Les questions en rapport avec l’existence ou non d’un patient zéro furent l’une des préoccupations principales du début des années 80 et elle l’est encore aujourd’hui même si la vraie interrogation qui importe reste « comment le soigner ». Après la grande libération sexuelle initiative hippie des seventies, les différents et nombreux mouvements protestataires, le problème des eighties sera ce fléau maladif. Alors une fois de plus, la société au paroxysme de sa perversion a eu le besoin de trouver un coupable. Le cursus hasardeux, s’est finalement arrêté sur un steward québécois. En 1982, il décide de participer à une étude sur les premiers malades du Sida au Centre for Disease Corhol (CDC). Rapidement la nouvelle tombe, c’est lui. Le CDC établit un lien entre le steward québécois et 40 des 248 premiers cas atteints par le Sida aux États-Unis. Il devient le coupable parfait, celui qui a amené bien pire que la peste et le choléra réunis sur la terre de l’Oncle Sam…

Alors pour quelles raisons ce québécois va devenir le parfait coupable ? En 1987, le journaliste Randy Shilts, qui est le premier à introduire le terme de « témoin zéro » pour qualifier le steward, affirme que le jeune homme est forcément coupable vu son activité sexuelle intense et du fait de ses voyages liés à son métier.
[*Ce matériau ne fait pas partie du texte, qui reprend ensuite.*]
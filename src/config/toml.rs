//! TOML configuration file parsing

use super::cli_convert::*;
use super::*;
use crate::config::cli::Cli;
use anyhow::{Context, Result};
use std::fs;
use std::path::Path;

/// Parse TOML configuration file
pub fn parse_toml_file(path: &Path) -> Result<Config> {
    let contents = fs::read_to_string(path)
        .with_context(|| format!("Failed to read config file: {}", path.display()))?;

    parse_toml_string(&contents)
        .with_context(|| format!("Failed to parse config file: {}", path.display()))
}

/// Parse TOML configuration from string
pub fn parse_toml_string(contents: &str) -> Result<Config> {
    let config: Config =
        ::toml::from_str(contents).context("Failed to parse TOML configuration")?;

    Ok(config)
}

/// Build the run configuration from CLI arguments, reading `--config` first if given
pub fn load_config(cli: &Cli) -> Result<Config> {
    let base = match &cli.config {
        Some(path) => parse_toml_file(path)?,
        None => Config::new(default_directory(), 0, 0, Mode::default()),
    };
    merge_cli_with_config(cli, base)
}

/// Merge CLI arguments with TOML configuration (CLI takes precedence)
pub fn merge_cli_with_config(cli: &Cli, mut config: Config) -> Result<Config> {
    // Pool shape from positionals
    if let Some(count) = cli.file_count {
        config.pool.file_count = count;
    }
    if let Some(ref size) = cli.file_size {
        config.pool.file_size = parse_file_size(size, cli.unit.as_deref())?;
    }
    if let Some(ref dir) = cli.dir {
        config.pool.directory = dir.clone();
    }
    if let Some(method) = cli.sync_method {
        config.pool.sync_method = convert_sync_method(method);
    }

    // Override workload settings
    if let Some(mode) = cli.mode {
        config.workload.mode = convert_mode(mode);
    }
    if let Some(ref max_write) = cli.endurance_max_write {
        config.workload.endurance_max_write = parse_size(max_write)?;
    }
    if let Some(seed) = cli.seed {
        config.workload.seed = Some(seed);
    }
    if let Some(max) = cli.max_iterations {
        config.workload.max_iterations = Some(max);
    }

    // Override worker settings
    if let Some(threads) = cli.threads {
        config.workers.threads = threads;
    }
    if let Some(iterations) = cli.iterations {
        config.workers.iterations = iterations;
    }

    // Override stability settings
    if let Some(interval) = cli.sample_interval {
        config.stability.sample_interval = interval;
    }
    if let Some(min) = cli.min_samples {
        config.stability.min_samples = min;
    }
    if let Some(ref tolerance) = cli.tolerance {
        config.stability.tolerance = parse_tolerance(tolerance)?;
    }

    // Override output settings
    if let Some(interval) = cli.report_interval {
        config.output.report_interval = Some(interval);
    }
    if let Some(ref path) = cli.json_output {
        config.output.json_output = Some(path.clone());
    }

    // Override runtime settings
    if cli.dry_run {
        config.runtime.dry_run = true;
    }

    Ok(config)
}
Il a transmis le Sida à de nombreux homosexuels aux Etats-Unis, c’est sûr et acté. Point à la ligne. Le livre du journaliste, And the band Played on, va faire l’effet d’un tsunami et devenir très rapidement après sa publication un best-seller. De nombreux journaux de l’époque en feront leur « une » tels que le New York Post qui titre en octobre 1987 « l’homme qui nous a donné le Sida » ou encore le National Review qui décrit le jeune homme comme le « Christophe Colomb du Sida ».
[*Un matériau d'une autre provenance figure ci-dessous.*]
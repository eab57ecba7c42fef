use clap::{Args, Parser, Subcommand};
use std::path::PathBuf;

use crate::config::RenderEngine;

/// Command line interface for the terminal-session pipeline.
#[derive(Parser, Debug)]
#[command(
    name = "ttyscribe",
    version = version_with_build_time(),
    about = "Turn raw terminal captures into structured, searchable AI sessions"
)]
pub struct Cli {
    #[command(subcommand)]
    pub command: Commands,
}

/// Returns version string with relative build time (e.g., "0.1.0 (built 5m ago)")
fn version_with_build_time() -> &'static str {
    use std::sync::OnceLock;
    static VERSION: OnceLock<String> = OnceLock::new();

    // Include the generated timestamp file to force recompilation when it changes
    const BUILD_TIMESTAMP_STR: &str = include_str!(concat!(env!("OUT_DIR"), "/build_timestamp.txt"));

    VERSION.get_or_init(|| {
        let version = env!("CARGO_PKG_VERSION");
        let build_timestamp: u64 = BUILD_TIMESTAMP_STR.trim().parse().unwrap_or(0);

        if build_timestamp == 0 {
            return version.to_string();
        }

        let now = std::time::SystemTime::now()
            .duration_since(std::time::UNIX_EPOCH)
            .map(|d| d.as_secs())
            .unwrap_or(0);

        let elapsed = now.saturating_sub(build_timestamp);
        let relative = format_relative_time(elapsed);

        format!("{version} (built {relative})")
    })
}

fn format_relative_time(seconds: u64) -> String {
    if seconds < 60 {
        format!("{}s ago", seconds)
    } else if seconds < 3600 {
        format!("{}m ago", seconds / 60)
    } else if seconds < 86400 {
        format!("{}h ago", seconds / 3600)
    } else {
        format!("{}d ago", seconds / 86400)
    }
}

#[derive(Subcommand, Debug)]
pub enum Commands {
    #[command(
        about = "Convert one raw capture into a structured session.",
        long_about = "Renders the capture through terminal emulation, splits it into user/assistant turns, writes the session JSONL, and updates the app's session index. The capture is archived under raw/ on success unless --keep is given."
    )]
    Convert(ConvertOpts),
    #[command(
        about = "Convert every pending capture for an app.",
        long_about = "Processes all *.log files in the app's capture directory (or --dir), in sorted order. A capture that fails is left in place with a .error marker and does not stop the rest of the batch."
    )]
    Batch(BatchOpts),
    #[command(
        about = "Render a capture to plain text without converting it.",
        long_about = "Replays the capture bytes through the selected render engine and prints the final transcript. Useful for checking what segmentation would see."
    )]
    Render(RenderOpts),
    #[command(
        about = "Run a command under a recording pty.",
        long_about = "Spawns the given command (or $SHELL) inside a pseudo-terminal, mirrors its output to your terminal, and records every byte to a timestamped capture file. When the command exits the capture is converted automatically unless --no-convert is given."
    )]
    Capture(CaptureOpts),
    #[command(
        about = "Query or rebuild an app's session index.",
        long_about = "Lists, searches, and summarizes the sessions recorded for an app. --rebuild rescans sessions/*.jsonl and regenerates the index from scratch, which is the recovery path for a corrupt index."
    )]
    Sessions(SessionsOpts),
}

#[derive(Args, Debug, Clone)]
pub struct ConvertOpts {
    /// Raw capture file to convert
    pub logfile: PathBuf,
    /// Application the capture belongs to (e.g. ollama, gemini)
    #[arg(long, default_value = "ollama")]
    pub app: String,
    /// Tag recorded on the session and its index entry
    #[arg(long)]
    pub tag: Option<String>,
    /// Keep the raw capture in place instead of archiving it
    #[arg(long)]
    pub keep: bool,
    /// Render engine override
    #[arg(long, value_enum)]
    pub engine: Option<RenderEngine>,
    /// Emulated screen width override
    #[arg(long)]
    pub cols: Option<usize>,
    /// Emulated screen height override
    #[arg(long)]
    pub rows: Option<usize>,
}

#[derive(Args, Debug, Clone)]
pub struct BatchOpts {
    /// Application whose captures to convert
    #[arg(long, default_value = "ollama")]
    pub app: String,
    /// Directory to scan instead of the app's capture directory
    #[arg(long)]
    pub dir: Option<PathBuf>,
    /// Keep raw captures in place instead of archiving them
    #[arg(long)]
    pub keep: bool,
}

#[derive(Args, Debug, Clone)]
pub struct RenderOpts {
    /// Raw capture file to render
    pub logfile: PathBuf,
    /// Write the transcript here instead of stdout
    #[arg(short, long)]
    pub output: Option<PathBuf>,
    /// Render engine override
    #[arg(long, value_enum)]
    pub engine: Option<RenderEngine>,
    /// Emulated screen width override
    #[arg(long)]
    pub cols: Option<usize>,
    /// Emulated screen height override
    #[arg(long)]
    pub rows: Option<usize>,
}

#[derive(Args, Debug, Clone)]
pub struct CaptureOpts {
    /// Application to record under
    #[arg(long, default_value = "ollama")]
    pub app: String,
    /// Model name recorded in the session metadata
    #[arg(long)]
    pub model: Option<String>,
    /// Tag recorded on the session and its index entry
    #[arg(long)]
    pub tag: Option<String>,
    /// Record only; skip the automatic conversion afterwards
    #[arg(long)]
    pub no_convert: bool,
    /// Command to run (defaults to $SHELL)
    #[arg(trailing_var_arg = true)]
    pub command: Vec<String>,
}

#[derive(Args, Debug, Clone)]
pub struct SessionsOpts {
    /// Application whose index to query
    #[arg(default_value = "ollama")]
    pub app: String,
    /// List every indexed session
    #[arg(long)]
    pub list: bool,
    /// Show the N most recently modified sessions
    #[arg(long, value_name = "N")]
    pub recent: Option<usize>,
    /// Print index totals (sessions, messages, models)
    #[arg(long)]
    pub stats: bool,
    /// List sessions carrying the given tag
    #[arg(long, value_name = "TAG")]
    pub find_tag: Option<String>,
    /// List sessions whose first prompt contains the given text
    #[arg(long, value_name = "TEXT")]
    pub find_prompt: Option<String>,
    /// Regenerate the index by scanning sessions/*.jsonl
    #[arg(long)]
    pub rebuild: bool,
}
Il est difficile de comprendre comment le « patient zéro » a pu être pris à parti aussi vite sans réelle preuve tangible. Dur est finalement le prix à payer pour une certaine liberté sexuelle, prônée par ses pairs, dont il jouissait. Les propos de Shilts ont eu un impact fort car ils ont en parti été responsable du renforcement du lien entre maladie et la soi-disant dépravation sexuelle des homosexuels. Comme si ce québécois était une confirmation des idées reçues, selon lesquelles les hommes qui pratiquent la sodomie sont forcément vecteurs de maladie. Selon Phil Tiemeyer professeur à l’Université de Philadelphie, le « mythe sensationnel sur l’origine du Sida » reflète la répulsion de la société américaine de l’époque pour la sexualité gay.

 

Aujourd’hui les scientifiques sont formels, le jeune québécois n’était en aucun cas l’investigateur de cette pandémie, puisque la maladie a vu le jour en Afrique. Fustigé sur la place publique comme l’ennemi numéro 1, il est à l’heure actuelle évident de reconnaître qu’il a eu un rôle malgré lui dans l’histoire du Sida.  Dans la recherche interminable du coupable, les autorités ne se sont posées que peu de question sur le bien-fondé de ces accusations. Finalement en ayant connaissance aujourd’hui de vérité ou du moins d’une partie de celle-ci, on se demande qui sont les vrais coupables à brimer dans cette histoire. Mort en coupable pour certains ou en martyr pour d’autres il s’appelait Gaëtan Dugas et non « patient zero ».